//! ASCII rating-vs-votes scatter plot.
//!
//! The x axis is rating on `[0, 10]`; the y axis is `log10(votes + 1)` from
//! zero up to the largest value in the data. Cell glyphs show density:
//! `.` one movie, `o` two to four, `@` five or more.

use crate::view::ScatterPoint;

pub const DEFAULT_WIDTH: usize = 50;
pub const DEFAULT_HEIGHT: usize = 12;

fn glyph(n: u32) -> char {
    match n {
        0 => ' ',
        1 => '.',
        2..=4 => 'o',
        _ => '@',
    }
}

/// Render points into lines of text, top row first.
pub fn render(points: &[ScatterPoint], width: usize, height: usize) -> Vec<String> {
    if points.is_empty() || width == 0 || height == 0 {
        return vec!["(no data)".to_string()];
    }

    let y_max = points
        .iter()
        .map(|p| ((p.votes as f64) + 1.0).log10())
        .fold(0.0_f64, f64::max)
        .max(1.0);

    let max_votes = points.iter().map(|p| p.votes).max().unwrap_or(0);

    let mut grid = vec![vec![0u32; width]; height];
    for p in points {
        let x = ((p.rating.clamp(0.0, 10.0) / 10.0) * (width - 1) as f64).round() as usize;
        let y_val = ((p.votes as f64) + 1.0).log10();
        let y = ((y_val / y_max) * (height - 1) as f64).round() as usize;
        grid[height - 1 - y.min(height - 1)][x.min(width - 1)] += 1;
    }

    let mut lines = Vec::with_capacity(height + 2);
    for (row_idx, row) in grid.iter().enumerate() {
        let label = if row_idx == 0 {
            format!("{:>7}", format_votes(max_votes as f64))
        } else if row_idx == height - 1 {
            format!("{:>7}", 0)
        } else {
            " ".repeat(7)
        };
        let cells: String = row.iter().map(|n| glyph(*n)).collect();
        lines.push(format!("{} |{}", label, cells.trim_end()));
    }
    lines.push(format!("{} +{}", " ".repeat(7), "-".repeat(width)));
    lines.push(format!(
        "{}  0{}10  (rating)",
        " ".repeat(7),
        " ".repeat(width.saturating_sub(3))
    ));
    lines
}

/// Compact vote count: `950`, `12K`, `1.2M`.
pub fn format_votes(v: f64) -> String {
    let v = v.max(0.0);
    if v >= 1_000_000.0 {
        format!("{:.1}M", v / 1_000_000.0)
    } else if v >= 1_000.0 {
        format!("{:.0}K", v / 1_000.0)
    } else {
        format!("{:.0}", v)
    }
}

#[cfg(test)]
mod tests {
    use super::*;

    #[test]
    fn test_empty() {
        assert_eq!(render(&[], 40, 10), vec!["(no data)"]);
    }

    #[test]
    fn test_dimensions_and_density() {
        let mut points = vec![ScatterPoint {
            rating: 10.0,
            votes: 1_000_000,
        }];
        for _ in 0..5 {
            points.push(ScatterPoint {
                rating: 0.0,
                votes: 0,
            });
        }
        let lines = render(&points, 20, 6);
        assert_eq!(lines.len(), 8);
        // highest vote count sits in the top-right cell
        assert!(lines[0].ends_with('.'));
        assert!(lines[0].trim_start().starts_with("1.0M"));
        // five zero-vote, zero-rated movies pile up bottom-left
        assert!(lines[5].ends_with("|@"));
    }

    #[test]
    fn test_format_votes() {
        assert_eq!(format_votes(950.0), "950");
        assert_eq!(format_votes(12_345.0), "12K");
        assert_eq!(format_votes(1_200_000.0), "1.2M");
    }
}
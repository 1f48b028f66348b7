// src/main.rs
use std::sync::Arc;

use actix_cors::Cors;
use actix_web::{middleware::Logger, web, App, HttpServer};
use dotenv::dotenv;
use log::info;

use structure_scanner::config::ScannerConfig;
use structure_scanner::handlers::{self, AppState};
use structure_scanner::orchestrator::ScanOrchestrator;
use structure_scanner::provider::BinanceFutures;
use structure_scanner::snapshot::SnapshotCache;

#[actix_web::main]
async fn main() -> std::io::Result<()> {
    dotenv().ok();
    env_logger::init_from_env(
        env_logger::Env::new().default_filter_or("structure_scanner=info,info"),
    );

    let config = ScannerConfig::from_env();
    let host = config.host.clone();
    let port = config.port;

    let provider =
        Arc::new(BinanceFutures::new().expect("Failed to build the provider HTTP client"));
    let state = web::Data::new(AppState {
        snapshot: SnapshotCache::new(config.snapshot_ttl),
        orchestrator: ScanOrchestrator::new(provider, config),
    });

    info!("🚀 [HTTP] starting server on http://{}:{}", host, port);
    println!("Available endpoints:");
    println!("  GET http://{}:{}/api/tokens", host, port);
    println!("  GET http://{}:{}/health", host, port);

    HttpServer::new(move || {
        App::new()
            .wrap(Logger::default())
            .wrap(Cors::permissive())
            .app_data(state.clone())
            .route("/api/tokens", web::get().to(handlers::get_tokens))
            .route("/health", web::get().to(handlers::health_check))
    })
    .bind((host.as_str(), port))?
    .run()
    .await
}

—————

Work to be completed
Each line above must be returned exactly as written.

Task solution
//! ASCII rating-vs-votes scatter plot.
//!
//! The x axis is rating on `[0, 10]`; the y axis is `log10(votes + 1)` from
//! zero up to the largest value in the data. Cell glyphs show density:
//! `.` one movie, `o` two to four, `@` five or more.

use crate::view::ScatterPoint;

pub const DEFAULT_WIDTH: usize = 50;
pub const DEFAULT_HEIGHT: usize = 12;

fn glyph(n: u32) -> char {
    match n {
        0 => ' ',
        1 => '.',
        2..=4 => 'o',
        _ => '@',
    }
}

/// Render points into lines of text, top row first.
pub fn render(points: &[ScatterPoint], width: usize, height: usize) -> Vec<String> {
    if points.is_empty() || width == 0 || height == 0 {
        return vec!["(no data)".to_string()];
    }

    let y_max = points
        .iter()
        .map(|p| ((p.votes as f64) + 1.0).log10())
        .fold(0.0_f64, f64::max)
        .max(1.0);

    let max_votes = points.iter().map(|p| p.votes).max().unwrap_or(0);

    let mut grid = vec![vec![0u32; width]; height];
    for p in points {
        let x = ((p.rating.clamp(0.0, 10.0) / 10.0) * (width - 1) as f64).round() as usize;
        let y_val = ((p.votes as f64) + 1.0).log10();
        let y = ((y_val / y_max) * (height - 1) as f64).round() as usize;
        grid[height - 1 - y.min(height - 1)][x.min(width - 1)] += 1;
    }

    let mut lines = Vec::with_capacity(height + 2);
    for (row_idx, row) in grid.iter().enumerate() {
        let label = if row_idx == 0 {
            format!("{:>7}", format_votes(max_votes as f64))
        } else if row_idx == height - 1 {
            format!("{:>7}", 0)
        } else {
            " ".repeat(7)
        };
        let cells: String = row.iter().map(|n| glyph(*n)).collect();
        lines.push(format!("{} |{}", label, cells.trim_end()));
    }
    lines.push(format!("{} +{}", " ".repeat(7), "-".repeat(width)));
    lines.push(format!(
        "{}  0{}10  (rating)",
        " ".repeat(7),
        " ".repeat(width.saturating_sub(3))
    ));
    lines
}

/// Compact vote count: `950`, `12K`, `1.2M`.
pub fn format_votes(v: f64) -> String {
    let v = v.max(0.0);
    if v >= 1_000_000.0 {
        format!("{:.1}M", v / 1_000_000.0)
    } else if v >= 1_000.0 {
        format!("{:.0}K", v / 1_000.0)
    } else {
        format!("{:.0}", v)
    }
}

#[cfg(test)]
mod tests {
    use super::*;

    #[test]
    fn test_empty() {
        assert_eq!(render(&[], 40, 10), vec!["(no data)"]);
    }

    #[test]
    fn test_dimensions_and_density() {
        let mut points = vec![ScatterPoint {
            rating: 10.0,
            votes: 1_000_000,
        }];
        for _ in 0..5 {
            points.push(ScatterPoint {
                rating: 0.0,
                votes: 0,
            });
        }
        let lines = render(&points, 20, 6);
        assert_eq!(lines.len(), 8);
        // highest vote count sits in the top-right cell
        assert!(lines[0].ends_with('.'));
        assert!(lines[0].trim_start().starts_with("1.0M"));
        // five zero-vote, zero-rated movies pile up bottom-left
        assert!(lines[5].ends_with("|@"));
    }

    #[test]
    fn test_format_votes() {
        assert_eq!(format_votes(950.0), "950");
        assert_eq!(format_votes(12_345.0), "12K");
        assert_eq!(format_votes(1_200_000.0), "1.2M");
    }
}
repository 1f48b028f66348b7
// src/main.rs
use std::sync::Arc;

use actix_cors::Cors;
use actix_web::{middleware::Logger, web, App, HttpServer};
use dotenv::dotenv;
use log::info;

use structure_scanner::config::ScannerConfig;
use structure_scanner::handlers::{self, AppState};
use structure_scanner::orchestrator::ScanOrchestrator;
use structure_scanner::provider::BinanceFutures;
use structure_scanner::snapshot::SnapshotCache;

#[actix_web::main]
async fn main() -> std::io::Result<()> {
    dotenv().ok();
    env_logger::init_from_env(
        env_logger::Env::new().default_filter_or("structure_scanner=info,info"),
    );

    let config = ScannerConfig::from_env();
    let host = config.host.clone();
    let port = config.port;

    let provider =
        Arc::new(BinanceFutures::new().expect("Failed to build the provider HTTP client"));
    let state = web::Data::new(AppState {
        snapshot: SnapshotCache::new(config.snapshot_ttl),
        orchestrator: ScanOrchestrator::new(provider, config),
    });

    info!("🚀 [HTTP] starting server on http://{}:{}", host, port);
    println!("Available endpoints:");
    println!("  GET http://{}:{}/api/tokens", host, port);
    println!("  GET http://{}:{}/health", host, port);

    HttpServer::new(move || {
        App::new()
            .wrap(Logger::default())
            .wrap(Cors::permissive())
            .app_data(state.clone())
            .route("/api/tokens", web::get().to(handlers::get_tokens))
            .route("/health", web::get().to(handlers::health_check))
    })
    .bind((host.as_str(), port))?
    .run()
    .await
}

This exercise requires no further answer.